Cette attitude ne doit cependant pas nous surprendre. Elle correspond parfaitement à un phénomène que Malcolm X avait parfaitement su décrire dans un célèbre discours prononcé en 1964 : « Lorsqu’une maison prend feu et qu’une personne, alertée par les flammes, accourt en criant « au feu ! », le propriétaire de la maison, ainsi réveillé par les cris, commet parfois l’erreur d’accuser la personne ayant lancé l’alerte d’avoir mis le feu, alors même qu’il devrait lui exprimer sa gratitude ».

Parce que le suprémacisme occidental nous affecte, nous les populations non-blanches, de manière spécifique, la réponse que nous devons lui apporter doit s’appuyer sur nos réalités, en utilisant nos mots, en imposant nos priorités.

Le combat du FUIQP s’inscrit ainsi dans la droite lignée des combats menés par plusieurs générations de militant-e-s Afro-américain-e-s qui nous ont toujours inspirés et auxquels nous souhaitons rendre un vibrant hommage.

Dans Black Power, livre publié en 1967, Charles Hamilton et Stokely Carmichael (qui deviendra Kwame Touré) dressaient, a propos du combat des Afro-Américains contre le racisme, le constat suivant : « les Noirs en Amérique n’ont pas le temps de jouer aux gentils, de parler poliment, surtout dans un contexte où c’est la vie de leurs enfants qui est en jeu. (…) Nous, les Noirs, devrons répondre à notre façon, avec nos propres mots, d’une manière qui corresponde à notre tempérament ».
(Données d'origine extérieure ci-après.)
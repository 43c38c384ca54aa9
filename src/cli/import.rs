//! Import CLI commands

use std::path::PathBuf;

use clap::Subcommand;

use crate::error::{StrataError, StrataResult};
use crate::export::import_workbook;
use crate::services::BuildingService;
use crate::storage::Storage;

/// Import subcommands
#[derive(Subcommand)]
pub enum ImportCommands {
    /// Import a JSON backup
    ///
    /// An array replaces the whole collection; a single building object is
    /// merged by ID.
    Json {
        /// Path to the JSON file
        file: PathBuf,
    },
    /// Import a workbook directory of CSV sheets as one building
    Workbook {
        /// Path to the workbook directory
        dir: PathBuf,
    },
}

/// Handle an import command
pub fn handle_import_command(storage: &Storage, cmd: ImportCommands) -> StrataResult<()> {
    let service = BuildingService::new(storage);

    match cmd {
        ImportCommands::Json { file } => {
            let contents = std::fs::read_to_string(&file)
                .map_err(|e| StrataError::Import(format!("{}: {}", file.display(), e)))?;

            service.import_json(&contents)?;

            let count = service.list_buildings()?.len();
            println!(
                "Import complete. The collection now holds {} building(s).",
                count
            );
        }

        ImportCommands::Workbook { dir } => {
            let building = import_workbook(&dir)?;
            let name = building.name.clone();

            service.import_building(building)?;
            println!("Imported building '{}' from {}", name, dir.display());
        }
    }

    Ok(())
}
Cinq décennies plus tard, ce constat est toujours d’actualité.

Dans Black Power, Carmichaelet Hamilton insistaient également sur le coût de l’autonomie dans la lutte contre le racisme :

 « Celles et ceux qui assument la responsabilité de représenter les Noirs dans ce pays doivent accepter de renoncer à l’idée qu’ils peuvent le faire de manière efficace tout en maintenant un niveau maximal de confort. (…) Lorsqu’ on décide d’affronter vigoureusement le système raciste, on ne peut pas, en même temps, s’attendre à ce que ce système nous récompense ou même nous traite de manière confortable. Le leadership politique qui consiste à pacifier et adoucir sa voix sous prétexte de « gagner quelque chose pour les siens » revient à obtenir quelques pseudo-gains insignifiants qu’une société riche est parfaitement disposée à octroyer. »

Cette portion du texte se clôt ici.